STATISTICAL CHARACTERIZATION OF TROPOSPHERIC SCINTILLATION WITH SIMULTANEOUS RAIN ATTENUATION AT KU-BAND FREQUENCY IN A TROPICAL LOCATION

Abstract

Rapid fluctuation of signals due to tropospheric scintillation with simultaneous occurrence of rain can become significant impairment along the propagation paths in satellite communication systems. When radio wave signal at higher frequency (especially at Ku-band and above) travels through the tropospheric layer in the tropics, it experiences absorption, scattering and a more severe degradation because of high frequency of occurrence of rainfall, high relative humidity and temperature. In this work, the relationship between scintillation and rain attenuation obtained from the slant path attenuation measurements at 12.25 GHz Ku-band satellite beacon measurement is presented. The analysis has been based on three years archived data from in-situ measurement using satellite beacon receiver automatic weather station at the Communication Research Laboratory (CRL), Department of Physics, the Federal University of Technology, Akure, Nigeria.
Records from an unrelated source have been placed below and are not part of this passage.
//! Interpreted script execution in scratch workspaces.
//!
//! Each call gets its own randomly named directory under the temp root,
//! so concurrent runs never share files and one run's cleanup cannot touch
//! another's workspace. The directory is removed on every exit path: the
//! normal paths close it explicitly, and `TempDir`'s `Drop` covers panics and
//! cancelled futures.

use std::path::{Path, PathBuf};
use std::time::Duration;

use tokio::process::Command;

use super::{DEFAULT_TIMEOUT, ExecutionResult, capture};
use crate::error::ExecError;

/// Name prefix for scratch workspaces.
const WORKSPACE_PREFIX: &str = "sandpane-script-";

/// An external interpreter and the file name its scripts are written to.
#[derive(Debug, Clone, PartialEq, Eq)]
pub struct Interpreter {
    pub program: String,
    pub args: Vec<String>,
    pub file_name: String,
}

impl Interpreter {
    pub fn new(program: impl Into<String>, file_name: impl Into<String>) -> Self {
        Self {
            program: program.into(),
            args: Vec::new(),
            file_name: file_name.into(),
        }
    }

    /// `python3 script.py`
    pub fn python() -> Self {
        Self::new("python3", "script.py")
    }

    /// Extra arguments placed before the script path.
    pub fn with_args<I, S>(mut self, args: I) -> Self
    where
        I: IntoIterator<Item = S>,
        S: Into<String>,
    {
        self.args = args.into_iter().map(Into::into).collect();
        self
    }
}

impl Default for Interpreter {
    fn default() -> Self {
        Self::python()
    }
}

/// Runs untrusted source with an external interpreter.
///
/// Any stderr output is reported as [`ExecError::ScriptError`], even when the
/// interpreter exits with status zero. Interpreters that print warnings to
/// stderr therefore fail.
#[derive(Debug, Clone, Default)]
pub struct ScriptRunner {
    interpreter: Interpreter,
    temp_root: Option<PathBuf>,
    timeout: Option<Duration>,
}

impl ScriptRunner {
    pub fn new(interpreter: Interpreter) -> Self {
        Self {
            interpreter,
            temp_root: None,
            timeout: None,
        }
    }

    /// Create workspaces under `root` instead of the system temp directory.
    pub fn with_temp_root(mut self, root: impl Into<PathBuf>) -> Self {
        self.temp_root = Some(root.into());
        self
    }

    pub fn with_timeout(mut self, timeout: Duration) -> Self {
        self.timeout = Some(timeout);
        self
    }

    pub fn interpreter(&self) -> &Interpreter {
        &self.interpreter
    }

    /// Run `source` and return its captured output.
    pub async fn run(&self, source: &str) -> Result<ExecutionResult, ExecError> {
        let workspace = self.create_workspace()?;
        let workspace_path = workspace.path().to_path_buf();
        tracing::debug!(workspace = %workspace_path.display(), "Created script workspace");

        let outcome = self.run_in(&workspace_path, source).await;

        if let Err(e) = workspace.close() {
            tracing::warn!(
                workspace = %workspace_path.display(),
                error = %e,
                "Failed to remove script workspace"
            );
        }

        let result = outcome?;

        if !result.stderr.is_empty() {
            return Err(ExecError::ScriptError { result });
        }
        if !result.success() {
            let reason = match result.exit_status {
                Some(code) => format!("{} exited with status {}", self.interpreter.program, code),
                None => format!("{} terminated by signal", self.interpreter.program),
            };
            return Err(ExecError::ExecutionFailure {
                reason,
                result: Some(result),
            });
        }

        Ok(result)
    }

    fn create_workspace(&self) -> Result<tempfile::TempDir, ExecError> {
        let mut builder = tempfile::Builder::new();
        builder.prefix(WORKSPACE_PREFIX);
        let created = match self.temp_root {
            Some(ref root) => builder.tempdir_in(root),
            None => builder.tempdir(),
        };
        created.map_err(|e| ExecError::ExecutionFailure {
            reason: format!("Failed to create script workspace: {}", e),
            result: None,
        })
    }

    async fn run_in(&self, workspace: &Path, source: &str) -> Result<ExecutionResult, ExecError> {
        let script_path = workspace.join(&self.interpreter.file_name);
        tokio::fs::write(&script_path, source)
            .await
            .map_err(|e| ExecError::ExecutionFailure {
                reason: format!("Failed to write script: {}", e),
                result: None,
            })?;

        let mut cmd = Command::new(&self.interpreter.program);
        cmd.args(&self.interpreter.args)
            .arg(&script_path)
            .current_dir(workspace);

        tracing::info!(interpreter = %self.interpreter.program, "Running script");
        capture(cmd, self.timeout.unwrap_or(DEFAULT_TIMEOUT)).await
    }
}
The ITU-R 618-15 models have been used to estimate the scintillation intensity and scintillation fade depth at different percentage of time, as well as attenuation due to rain at different time percentages. Results are presented based on probability density function (PDF) of different scintillation parameters, cumulative distribution and probability density distribution of rain-induced attenuation at different percentages and testing the predicted values with real time rain attenuation at the study location. The results show that occurrence of high scintillation is dominant during rain events and, that short term hourly scintillation intensity and scintillation fade depth show far more variations than the monthly average scintillation intensities. Further result shows that at 0.01% of time in an average year, the cumulative distribution (CDF) of rain rate is about 116 mm/h with an equivalent rain attenuation of about 15.15 dB during the observed period. Also, the received signal strength (RSS) is about -74.5 dBm compared to the maximum transponder power of -81 dBm obtained from the geostationary satellite used. Hence, signal unavailability at 0.01% of the time is enormous in the presence of rain fade and tropospheric scintillation occurring simultaneously within the study location. However, a comparison of measured and estimated rain attenuation and scintillation intensity shows that the ITU-R Model underestimated both the rain fade and scintillation fade depth within the study location.